> _SUPPLIED MATERIAL_
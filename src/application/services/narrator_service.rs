//! Narrator Service - streaming book mode
//!
//! The model writes free prose followed by a `[CHOICES]` block. Prose is
//! forwarded sentence by sentence as it streams in; the choices are parsed
//! once the stream has closed.

use std::sync::Arc;

use futures_util::StreamExt;
use serde::Serialize;

use crate::application::ports::outbound::{GenerateRequest, LlmError, TextGenPort};
use crate::application::services::llm::prompt_builder::{
    build_segment_system_prompt, build_segment_user_prompt,
};
use crate::application::services::llm::{split_sentences, ChunkerTail, SentenceChunker};
use crate::domain::entities::{StoryEventKind, StorySession};
use crate::domain::value_objects::Tunables;

/// Incremental output of a segment
#[derive(Debug, Clone, PartialEq, Serialize)]
#[serde(tag = "kind", rename_all = "snake_case")]
pub enum SegmentUpdate {
    /// Newly completed text; `done` marks the last fragment
    Text { content: String, done: bool },
    /// The stream has closed
    Finished {
        full_text: String,
        choices: Vec<String>,
    },
}

/// A finished segment
#[derive(Debug, Clone, PartialEq)]
pub struct Segment {
    pub full_text: String,
    pub choices: Vec<String>,
    /// The model failed and the pause text was shown instead
    pub failed: bool,
}

pub struct NarratorService {
    llm: Arc<dyn TextGenPort>,
    tunables: Arc<Tunables>,
}

impl NarratorService {
    pub fn new(llm: Arc<dyn TextGenPort>, tunables: Arc<Tunables>) -> Self {
        Self { llm, tunables }
    }

    /// Generate one segment, reporting progress through `on_update`
    ///
    /// `choice == None` starts a new story. Repetitive sentences are dropped
    /// from the output. The last `Text` update always has `done` set and is
    /// followed by exactly one `Finished`.
    pub async fn stream_segment<F>(
        &self,
        session: &mut StorySession,
        choice: Option<&str>,
        mut on_update: F,
    ) -> Segment
    where
        F: FnMut(SegmentUpdate) + Send,
    {
        let story = &self.tunables.story;

        match choice {
            Some(choice) => session.record_choice(choice),
            None => session.reset(),
        }

        let recent_events = session.format_recent_events(self.tunables.context.max_context_length);
        let user_prompt = build_segment_user_prompt(
            session.chapter(),
            session.recent_choices(story.recent_choices),
            &recent_events,
            choice,
        );
        let request = GenerateRequest::new(user_prompt, self.tunables.generation.clone())
            .with_system(build_segment_system_prompt(&story.language, story.choices_per_segment));

        let mut shown = String::new();
        let tail = match self.run_stream(session, request, &mut shown, &mut on_update).await {
            Ok(tail) => tail,
            Err(e) => {
                tracing::error!("Segment generation failed for session {}: {}", session.id(), e);
                return self.fail(session, on_update);
            }
        };

        let rest = if tail.rest.trim().is_empty() || session.is_repetitive(&tail.rest) {
            String::new()
        } else {
            tail.rest
        };
        shown.push_str(&rest);

        let full_text = shown.trim().to_string();
        if full_text.is_empty() {
            tracing::warn!("Model produced no usable text for session {}", session.id());
            return self.fail(session, on_update);
        }

        let mut choices = tail.choices;
        if choices.is_empty() {
            tracing::debug!("No choices in model output, using fallback choices");
            choices = story.fallback_choices.clone();
        }
        choices.truncate(story.choices_per_segment.max(1));

        session.clear_error();
        on_update(SegmentUpdate::Text {
            content: rest,
            done: true,
        });
        on_update(SegmentUpdate::Finished {
            full_text: full_text.clone(),
            choices: choices.clone(),
        });

        Segment {
            full_text,
            choices,
            failed: false,
        }
    }

    /// Record a finished segment in the event log
    pub fn complete_segment(&self, session: &mut StorySession, segment: &Segment) {
        if segment.failed {
            return;
        }
        session.add_to_context(StoryEventKind::Scene, &segment.full_text);
        let history = &self.tunables.history;
        session.trim_history(history.max_history_size, history.trim_size);
    }

    async fn run_stream<F>(
        &self,
        session: &mut StorySession,
        request: GenerateRequest,
        shown: &mut String,
        on_update: &mut F,
    ) -> Result<ChunkerTail, LlmError>
    where
        F: FnMut(SegmentUpdate) + Send,
    {
        let mut stream = self.llm.generate_stream(request).await?;
        let mut chunker = SentenceChunker::new();

        while let Some(chunk) = stream.next().await {
            let chunk = chunk?;
            if let Some(released) = chunker.push(&chunk.text) {
                let mut fresh = String::new();
                for sentence in split_sentences(&released) {
                    if sentence.trim().is_empty() {
                        fresh.push_str(sentence);
                    } else if session.is_repetitive(sentence) {
                        tracing::debug!("Suppressing repetitive sentence: {}", sentence.trim());
                    } else {
                        fresh.push_str(sentence);
                    }
                }
                if !fresh.trim().is_empty() {
                    shown.push_str(&fresh);
                    on_update(SegmentUpdate::Text {
                        content: fresh,
                        done: false,
                    });
                }
            }
            if chunk.done {
                break;
            }
        }

        Ok(chunker.finish())
    }

    fn fail<F>(&self, session: &mut StorySession, mut on_update: F) -> Segment
    where
        F: FnMut(SegmentUpdate),
    {
        session.mark_error();
        let story = &self.tunables.story;
        let full_text = story.pause_text.clone();
        let choices = story.fallback_choices.clone();

        on_update(SegmentUpdate::Text {
            content: full_text.clone(),
            done: true,
        });
        on_update(SegmentUpdate::Finished {
            full_text: full_text.clone(),
            choices: choices.clone(),
        });

        Segment {
            full_text,
            choices,
            failed: true,
        }
    }
}

#[cfg(test)]
mod tests {
    use super::*;
    use crate::application::services::test_support::ScriptedLlm;

    fn service(llm: ScriptedLlm) -> (NarratorService, Arc<ScriptedLlm>) {
        let llm = Arc::new(llm);
        let service = NarratorService::new(llm.clone(), Arc::new(Tunables::default()));
        (service, llm)
    }

    async fn run(
        service: &NarratorService,
        session: &mut StorySession,
        choice: Option<&str>,
    ) -> (Segment, Vec<SegmentUpdate>) {
        let mut updates = Vec::new();
        let segment = service
            .stream_segment(session, choice, |update| updates.push(update))
            .await;
        (segment, updates)
    }

    #[tokio::test]
    async fn test_streams_sentences_then_choices() {
        let (service, _) = service(ScriptedLlm::new().stream(&[
            "Ночь опустилась ",
            "на город. Анна ",
            "шла домой",
            "\n[CHOICES]\n1. Свернуть в переулок\n2. Идти дальше\n",
        ]));
        let mut session = StorySession::new(0.7, 3);

        let (segment, updates) = run(&service, &mut session, None).await;

        assert_eq!(
            updates,
            vec![
                SegmentUpdate::Text {
                    content: "Ночь опустилась на город.".into(),
                    done: false
                },
                SegmentUpdate::Text {
                    content: " Анна шла домой".into(),
                    done: true
                },
                SegmentUpdate::Finished {
                    full_text: "Ночь опустилась на город. Анна шла домой".into(),
                    choices: vec!["Свернуть в переулок".into(), "Идти дальше".into()],
                },
            ]
        );
        assert!(!segment.failed);
        assert!(!session.is_error_state());
    }

    #[tokio::test]
    async fn test_missing_choices_fall_back() {
        let (service, _) = service(ScriptedLlm::new().stream(&["Дождь стих."]));
        let mut session = StorySession::new(0.7, 3);

        let (segment, updates) = run(&service, &mut session, None).await;

        assert_eq!(segment.choices, Tunables::default().story.fallback_choices);
        assert_eq!(
            updates[1],
            SegmentUpdate::Text {
                content: String::new(),
                done: true
            }
        );
    }

    #[tokio::test]
    async fn test_broken_stream_marks_error_and_shows_pause() {
        let (service, _) = service(ScriptedLlm::new().broken_stream(&["Начало. "]));
        let mut session = StorySession::new(0.7, 3);

        let (segment, updates) = run(&service, &mut session, Some("Идти")).await;

        assert!(segment.failed);
        assert!(session.is_error_state());
        assert_eq!(segment.full_text, Tunables::default().story.pause_text);
        assert!(matches!(
            updates.last(),
            Some(SegmentUpdate::Finished { .. })
        ));
        let done_count = updates
            .iter()
            .filter(|u| matches!(u, SegmentUpdate::Text { done: true, .. }))
            .count();
        assert_eq!(done_count, 1);
    }

    #[tokio::test]
    async fn test_repetitive_sentences_are_dropped() {
        let (service, _) = service(
            ScriptedLlm::new()
                .stream(&["Старый дом молчал. [CHOICES]\nВойти"])
                .stream(&["Старый дом молчал. Скрипнула дверь. [CHOICES]\nВойти"]),
        );
        let mut session = StorySession::new(0.7, 3);

        run(&service, &mut session, None).await;
        let (segment, _) = run(&service, &mut session, Some("Войти")).await;

        assert_eq!(segment.full_text, "Скрипнула дверь.");
    }

    #[tokio::test]
    async fn test_prompt_carries_chapter_and_recent_choices() {
        let (service, llm) = service(
            ScriptedLlm::new()
                .stream(&["Начало. [CHOICES]\nА"])
                .stream(&["Дальше. [CHOICES]\nБ"]),
        );
        let mut session = StorySession::new(0.7, 3);

        let (first, _) = run(&service, &mut session, None).await;
        service.complete_segment(&mut session, &first);
        run(&service, &mut session, Some("Пойти к реке")).await;

        let request = &llm.requests()[1];
        assert!(request.prompt.contains("CURRENT CHAPTER: 1"));
        assert!(request.prompt.contains("- Пойти к реке"));
        assert!(request.prompt.contains("Scene: Начало."));
        assert!(request.system.as_deref().unwrap_or_default().contains("[CHOICES]"));
    }

    #[tokio::test]
    async fn test_complete_segment_records_scene() {
        let (service, _) = service(ScriptedLlm::new());
        let mut session = StorySession::new(0.7, 3);
        let segment = Segment {
            full_text: "Светало.".into(),
            choices: vec![],
            failed: false,
        };

        service.complete_segment(&mut session, &segment);
        service.complete_segment(
            &mut session,
            &Segment {
                failed: true,
                ..segment.clone()
            },
        );

        assert_eq!(session.events().len(), 1);
        assert_eq!(session.events()[0].kind, StoryEventKind::Scene);
    }
}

> _ABOUT THIS TASK_
Filter the records for lines holding the string "content". Copy each one.

> _PROBLEM SOLUTION_
    Text { content: String, done: bool },
            content: rest,
                        content: fresh,
            content: full_text.clone(),
                    content: "Ночь опустилась на город.".into(),
                    content: " Анна шла домой".into(),
                content: String::new(),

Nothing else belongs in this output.